BUSH, DAVID M., Department of Geology, State University of West Georgia, Carrollton, GA 30018, bush@westga. edu; and ORRIN H. PILKEY, Duke University, Nicolas School of the Environment, Division of Earth Sciences, Program for the Study of Developed Shorelines, Durham, North Carolina, USA 27706, [email protected]

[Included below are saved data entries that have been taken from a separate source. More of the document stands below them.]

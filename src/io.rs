use serde::{Deserialize, Serialize};
use std::collections::BTreeMap;
use std::fs::{self, File};
use std::io::{BufWriter, Write};
use std::path::Path;

use crate::error::Result;
use crate::types::{DatasetConfig, SplitPaths};
use crate::utils::{ensure_parent_dir, yaml_scalar};

/// First line of a rooted dataset YAML.
pub const DATASET_COMMENT: &str = "# Train/val/test sets as 1) dir: path/to/imgs, 2) file: path/to/imgs.txt, or 3) list: [path/to/imgs1, path/to/imgs2, ..]";

// Field order here is the key order in the written file
#[derive(Serialize)]
struct RootedBody<'a> {
    path: &'a str,
    train: &'a str,
    val: &'a str,
    #[serde(skip_serializing_if = "Option::is_none")]
    test: Option<&'a str>,
}

#[derive(Serialize)]
struct CountedBody<'a> {
    train: &'a str,
    val: &'a str,
    #[serde(skip_serializing_if = "Option::is_none")]
    test: Option<&'a str>,
    nc: usize,
    names: &'a [String],
}

/// Render the dataset config as YAML text.
///
/// Rooted configs get the leading comment line and a literal `names:` block
/// with one `  <id>: <name>` line per class after the serialized body.
/// Counted configs are serialized as-is, with `names` as a plain list.
pub fn render_dataset_yaml(config: &DatasetConfig) -> Result<String> {
    match config {
        DatasetConfig::Rooted {
            path,
            splits,
            names,
        } => {
            let body = serde_yaml::to_string(&RootedBody {
                path,
                train: &splits.train,
                val: &splits.val,
                test: splits.test.as_deref(),
            })?;

            let mut yaml = String::with_capacity(body.len() + 32 * (names.len() + 4));
            yaml.push_str(DATASET_COMMENT);
            yaml.push('\n');
            yaml.push_str(&body);
            // A bare `names:` would read back as null
            if names.is_empty() {
                yaml.push_str("\n# Classes\nnames: {}\n");
                return Ok(yaml);
            }
            yaml.push_str("\n# Classes\nnames:\n");
            for (id, name) in names {
                yaml.push_str(&format!("  {}: {}\n", id, yaml_scalar(name)?));
            }
            Ok(yaml)
        }
        DatasetConfig::Counted { splits, nc, names } => Ok(serde_yaml::to_string(&CountedBody {
            train: &splits.train,
            val: &splits.val,
            test: splits.test.as_deref(),
            nc: *nc,
            names,
        })?),
    }
}

/// Write the dataset YAML to `output_path`, creating its parent directory and
/// overwriting any existing file.
pub fn write_dataset_yaml(config: &DatasetConfig, output_path: &Path) -> Result<()> {
    let yaml_content = render_dataset_yaml(config)?;

    ensure_parent_dir(output_path)?;
    let mut dataset_yaml = BufWriter::new(File::create(output_path)?);
    dataset_yaml.write_all(yaml_content.as_bytes())?;
    dataset_yaml.flush()?;
    Ok(())
}

// `names` is either a plain list or an id-keyed mapping
#[derive(Debug, Deserialize)]
#[serde(untagged)]
enum DatasetNames {
    Sequence(Vec<String>),
    Mapping(BTreeMap<usize, String>),
}

impl DatasetNames {
    fn into_ordered(self) -> Vec<String> {
        match self {
            DatasetNames::Sequence(names) => names,
            DatasetNames::Mapping(mapping) => mapping.into_values().collect(),
        }
    }
}

#[derive(Debug, Deserialize)]
struct RawDataset {
    path: Option<String>,
    train: String,
    val: String,
    test: Option<String>,
    nc: Option<usize>,
    names: DatasetNames,
}

/// A dataset YAML read back from disk, with `names` normalized to id order.
#[derive(Debug, Clone, PartialEq, Eq)]
pub struct LoadedDataset {
    pub path: Option<String>,
    pub splits: SplitPaths,
    pub nc: Option<usize>,
    pub names: Vec<String>,
}

/// Read a dataset YAML in either layout.
pub fn load_dataset_yaml(path: &Path) -> Result<LoadedDataset> {
    let content = fs::read_to_string(path)?;
    let raw: RawDataset = serde_yaml::from_str(&content)?;

    Ok(LoadedDataset {
        path: raw.path,
        splits: SplitPaths {
            train: raw.train,
            val: raw.val,
            test: raw.test,
        },
        nc: raw.nc,
        names: raw.names.into_ordered(),
    })
}

#[cfg(test)]
mod tests {
    use super::*;

    fn splits(test: Option<&str>) -> SplitPaths {
        SplitPaths {
            train: "train/images".to_string(),
            val: "valid/images".to_string(),
            test: test.map(str::to_string),
        }
    }

    #[test]
    fn test_render_rooted_layout() {
        let config = DatasetConfig::Rooted {
            path: "../datasets/brain-tumor".to_string(),
            splits: splits(None),
            names: [(0, "negative".to_string()), (1, "positive".to_string())]
                .into_iter()
                .collect(),
        };

        let yaml = render_dataset_yaml(&config).unwrap();
        let expected = format!(
            "{}\npath: ../datasets/brain-tumor\ntrain: train/images\nval: valid/images\n\n# Classes\nnames:\n  0: negative\n  1: positive\n",
            DATASET_COMMENT
        );
        assert_eq!(yaml, expected);
    }

    #[test]
    fn test_render_rooted_without_classes() {
        let config = DatasetConfig::Rooted {
            path: "root".to_string(),
            splits: splits(None),
            names: BTreeMap::new(),
        };

        let yaml = render_dataset_yaml(&config).unwrap();
        assert!(yaml.ends_with("\n# Classes\nnames: {}\n"));

        let parsed: RawDataset = serde_yaml::from_str(&yaml).unwrap();
        assert!(parsed.names.into_ordered().is_empty());
    }

    #[test]
    fn test_render_counted_key_order() {
        let config = DatasetConfig::Counted {
            splits: splits(Some("test/images")),
            nc: 2,
            names: vec!["cat".to_string(), "dog".to_string()],
        };

        let yaml = render_dataset_yaml(&config).unwrap();
        let keys: Vec<&str> = yaml
            .lines()
            .filter(|line| !line.starts_with('-') && !line.starts_with(' '))
            .filter_map(|line| line.split(':').next())
            .collect();
        assert_eq!(keys, vec!["train", "val", "test", "nc", "names"]);
        assert!(!yaml.contains("path:"));
    }
}
use serde::{Deserialize, Serialize};
use std::path::PathBuf;

use crate::types::OutputMode;

/// Output file used when the caller does not name one.
pub const DEFAULT_OUTPUT_PATH: &str = "data.yaml";

/// Named inputs for a single `emit` call.
#[derive(Debug, Clone, PartialEq, Eq, Serialize, Deserialize)]
pub struct EmitOptions {
    /// Rooted (dataset root plus index-keyed names) or counted (`nc` plus listed names)
    pub mode: OutputMode,

    /// Path to the training images
    pub train_path: String,

    /// Path to the validation images
    pub val_path: String,

    /// Path to the test images; the `test` key is omitted when absent or empty
    #[serde(default)]
    pub test_path: Option<String>,

    /// Text file with one class name per line
    pub class_names_file: PathBuf,

    /// Where to write the YAML file
    #[serde(default = "default_output_path")]
    pub output_path: PathBuf,
}

fn default_output_path() -> PathBuf {
    PathBuf::from(DEFAULT_OUTPUT_PATH)
}

impl EmitOptions {
    pub fn rooted(
        dataset_root: impl Into<String>,
        train_path: impl Into<String>,
        val_path: impl Into<String>,
        class_names_file: impl Into<PathBuf>,
    ) -> Self {
        Self::new(
            OutputMode::Rooted {
                dataset_root: dataset_root.into(),
            },
            train_path.into(),
            val_path.into(),
            class_names_file.into(),
        )
    }

    pub fn counted(
        num_classes: usize,
        train_path: impl Into<String>,
        val_path: impl Into<String>,
        class_names_file: impl Into<PathBuf>,
    ) -> Self {
        Self::new(
            OutputMode::Counted { num_classes },
            train_path.into(),
            val_path.into(),
            class_names_file.into(),
        )
    }

    fn new(mode: OutputMode, train_path: String, val_path: String, class_names_file: PathBuf) -> Self {
        Self {
            mode,
            train_path,
            val_path,
            test_path: None,
            class_names_file,
            output_path: default_output_path(),
        }
    }

    pub fn with_test_path(mut self, test_path: impl Into<String>) -> Self {
        self.test_path = Some(test_path.into());
        self
    }

    pub fn with_output_path(mut self, output_path: impl Into<PathBuf>) -> Self {
        self.output_path = output_path.into();
        self
    }

    /// The test split path, treating an empty string as absent.
    pub fn test_split(&self) -> Option<&str> {
        self.test_path.as_deref().filter(|path| !path.is_empty())
    }
}
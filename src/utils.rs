use log::debug;
use std::fs::{self, File};
use std::io::{self, BufReader};
use std::path::Path;

use crate::error::{EmitError, Result};
use crate::types::ClassNames;

/// Read the class names file, failing with `MissingInput` when it does not exist
pub fn read_class_names(path: &Path) -> Result<ClassNames> {
    let file = match File::open(path) {
        Ok(file) => file,
        Err(e) if e.kind() == io::ErrorKind::NotFound => {
            return Err(EmitError::MissingInput {
                path: path.to_path_buf(),
            });
        }
        Err(e) => return Err(e.into()),
    };

    let names = ClassNames::from_reader(BufReader::new(file))?;
    debug!("Read {} class names from {}", names.len(), path.display());
    Ok(names)
}

/// Create the parent directory of `path` if it has one.
/// Existing directories and their contents are left untouched.
pub fn ensure_parent_dir(path: &Path) -> io::Result<()> {
    match path.parent() {
        Some(dir) if !dir.as_os_str().is_empty() => {
            fs::create_dir_all(dir)?;
            debug!("Output directory ready: {}", dir.display());
            Ok(())
        }
        _ => Ok(()),
    }
}

/// Render a string as a single-line YAML scalar, quoting it only when a plain
/// scalar would be read back as something else.
pub fn yaml_scalar(value: &str) -> Result<String> {
    let rendered = serde_yaml::to_string(value)?;
    Ok(rendered.trim_end_matches('\n').to_string())
}
//! Ultralytics YOLO dataset YAML generator
//!
//! This library reads an ordered class-name list and writes the `data.yaml`
//! file that points a YOLO trainer at the train/val/test image directories.

pub mod config;
pub mod emitter;
pub mod error;
pub mod io;
pub mod types;
pub mod utils;

// Re-export commonly used types and functions
pub use config::{EmitOptions, DEFAULT_OUTPUT_PATH};
pub use emitter::emit;
pub use error::{EmitError, Result};
pub use io::{load_dataset_yaml, render_dataset_yaml, write_dataset_yaml, LoadedDataset};
pub use types::{ClassNames, DatasetConfig, OutputMode, SplitPaths};
pub use utils::read_class_names;
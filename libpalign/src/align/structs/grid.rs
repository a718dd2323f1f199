use std::io::Write;

use anyhow::Result;
use serde::{Deserialize, Serialize};

/// The neighbor a grid cell took its optimal score from.
///
/// The origin cell `(0, 0)` has no direction; it is stored as `None`.
#[derive(Debug, Clone, Copy, PartialEq, Eq, Serialize, Deserialize)]
pub enum Direction {
    /// From `(i - 1, j - 1)`: seq1 residue `i` aligned to seq2 residue `j`
    Diagonal,
    /// From `(i, j - 1)`: seq2 residue `j` aligned to a gap in seq1
    Left,
    /// From `(i - 1, j)`: seq1 residue `i` aligned to a gap in seq2
    Up,
}

impl Direction {
    fn glyph(direction: Option<Direction>) -> char {
        match direction {
            Some(Direction::Diagonal) => '\\',
            Some(Direction::Left) => '-',
            Some(Direction::Up) => '|',
            None => '*',
        }
    }
}

/// The score and traceback matrices of one alignment.
///
/// Both matrices have `seq1_length + 1` rows and `seq2_length + 1` columns;
/// row/column 0 stands for "before the sequence starts". The two matrices
/// are kept as separate flat vectors, indexed the same way.
#[derive(Clone)]
pub struct AlignmentGrid {
    pub seq1_length: usize,
    pub seq2_length: usize,
    /// The DP scores as a flat vector.
    //
    // the data is stored in row-major order:
    //     [
    //         s_(0, 0), s_(0, 1), ..., s_(0, M),
    //         ...
    //         s_(N, 0), s_(N, 1), ..., s_(N, M),
    //     ]
    //
    // where:
    //
    //     N:        <seq1_length>
    //     M:        <seq2_length>
    //     s_(i, j): the score at cell (i, j)
    //
    scores: Vec<i32>,
    /// The traceback directions, laid out like `scores`
    directions: Vec<Option<Direction>>,
}

impl AlignmentGrid {
    pub fn new(seq1_length: usize, seq2_length: usize) -> Self {
        let num_cells = (seq1_length + 1) * (seq2_length + 1);
        AlignmentGrid {
            seq1_length,
            seq2_length,
            scores: vec![0; num_cells],
            directions: vec![None; num_cells],
        }
    }

    pub fn last_row(&self) -> usize {
        self.seq1_length
    }

    pub fn last_column(&self) -> usize {
        self.seq2_length
    }

    pub fn num_cells(&self) -> usize {
        self.scores.len()
    }

    #[inline]
    fn cell_idx(&self, row: usize, column: usize) -> usize {
        debug_assert!(row <= self.seq1_length);
        debug_assert!(column <= self.seq2_length);
        row * (self.seq2_length + 1) + column
    }

    #[inline]
    pub fn score(&self, row: usize, column: usize) -> i32 {
        self.scores[self.cell_idx(row, column)]
    }

    #[inline]
    pub fn direction(&self, row: usize, column: usize) -> Option<Direction> {
        self.directions[self.cell_idx(row, column)]
    }

    #[inline]
    pub fn set(&mut self, row: usize, column: usize, score: i32, direction: Option<Direction>) {
        let idx = self.cell_idx(row, column);
        self.scores[idx] = score;
        self.directions[idx] = direction;
    }

    /// Write both matrices as a table: one line per row,
    /// each cell printed as its score and direction glyph.
    pub fn dump(&self, out: &mut impl Write) -> Result<()> {
        let row_idx_width = self.seq1_length.to_string().len();
        let column_width = self
            .scores
            .iter()
            .map(|score| score.to_string().len())
            .max()
            .unwrap_or(1)
            .max(self.seq2_length.to_string().len())
            + 2;

        // write the column indices
        write!(out, "{}", " ".repeat(row_idx_width + 1))?;
        for column in 0..=self.seq2_length {
            write!(out, "{:>w$}", column, w = column_width)?;
        }
        writeln!(out)?;

        for row in 0..=self.seq1_length {
            write!(out, "{:>w$} ", row, w = row_idx_width)?;
            for column in 0..=self.seq2_length {
                write!(
                    out,
                    "{:>w$}{}",
                    self.score(row, column),
                    Direction::glyph(self.direction(row, column)),
                    w = column_width - 1
                )?;
            }
            writeln!(out)?;
        }

        Ok(())
    }
}

#[cfg(test)]
mod tests {
    use super::*;
    use assert2::check;

    #[test]
    fn test_grid_get_set() {
        let mut grid = AlignmentGrid::new(3, 5);
        check!(grid.last_row() == 3);
        check!(grid.last_column() == 5);
        check!(grid.num_cells() == 24);

        (0..=3).for_each(|row| {
            (0..=5).for_each(|column| {
                grid.set(row, column, (row * 10 + column) as i32, Some(Direction::Up));
            });
        });
        grid.set(0, 0, 0, None);

        (0..=3).for_each(|row| {
            (0..=5).for_each(|column| {
                check!(grid.score(row, column) == (row * 10 + column) as i32);
            });
        });
        check!(grid.direction(0, 0) == None);
        check!(grid.direction(2, 4) == Some(Direction::Up));
    }

    #[test]
    fn test_grid_dump() -> anyhow::Result<()> {
        let mut grid = AlignmentGrid::new(1, 1);
        grid.set(0, 1, -4, Some(Direction::Left));
        grid.set(1, 0, -4, Some(Direction::Up));
        grid.set(1, 1, 4, Some(Direction::Diagonal));

        let mut out: Vec<u8> = vec![];
        grid.dump(&mut out)?;
        let text = String::from_utf8(out)?;
        let lines: Vec<&str> = text.lines().collect();

        check!(lines.len() == 3);
        check!(lines[1] == "0   0* -4-");
        check!(lines[2] == "1  -4|  4\\");
        Ok(())
    }
}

The steep, narrow, northern shelf of Puerto Rico is a mixed-sediment, storm-dominated environment. Siliciclastic muddy silt and sand is introduced directly onto the shelf by river floods, and accumulates off river mouths in lens-shaped deposits up to 35 m thick. Clean biogenic shelf carbonate sand and gravel accumulates slowly on shelf areas away from river mouths. Changing river mouth locations control which portion of the shelf is actively receiving siliciclastic sediment at a given time. In addition, switching of river mouth location results in vertical stacking of shelf-derived and river-derived sediments.

Frequent river floods introduce siliciclastic sediment; tropical cyclones and swell from extratropical storms quickly rework sediment. Two end-member type storm units are identified. Storm units in cohesive sediments are thick, have basal lags of “fresh-looking” skeletal carbonates (or river gravel or coarse sand near river mouths), have high mud content, high degrees of bioturbation, and show less degrees of amalgamation. Storm units in noncohesive sediments typically have basal lags composed of skeletal carbonates and coralline algae (or river gravels near rivers), and amalgamation is common. Bioturbation can range from none to intense. Carbonate grain physical condition is typically much less degraded in clean than in cohesive sediments. Storm units on the outer shelf in noncohesive sediments often consist of thick rhodolith basal lags grading upward to a massive rhodolith/Halimeda coarse sand layer that is rarely amalgamated and rarely contains more than a few percent mud. Storm units are not laterally extensive and often could not be correlated in cores even over short distances.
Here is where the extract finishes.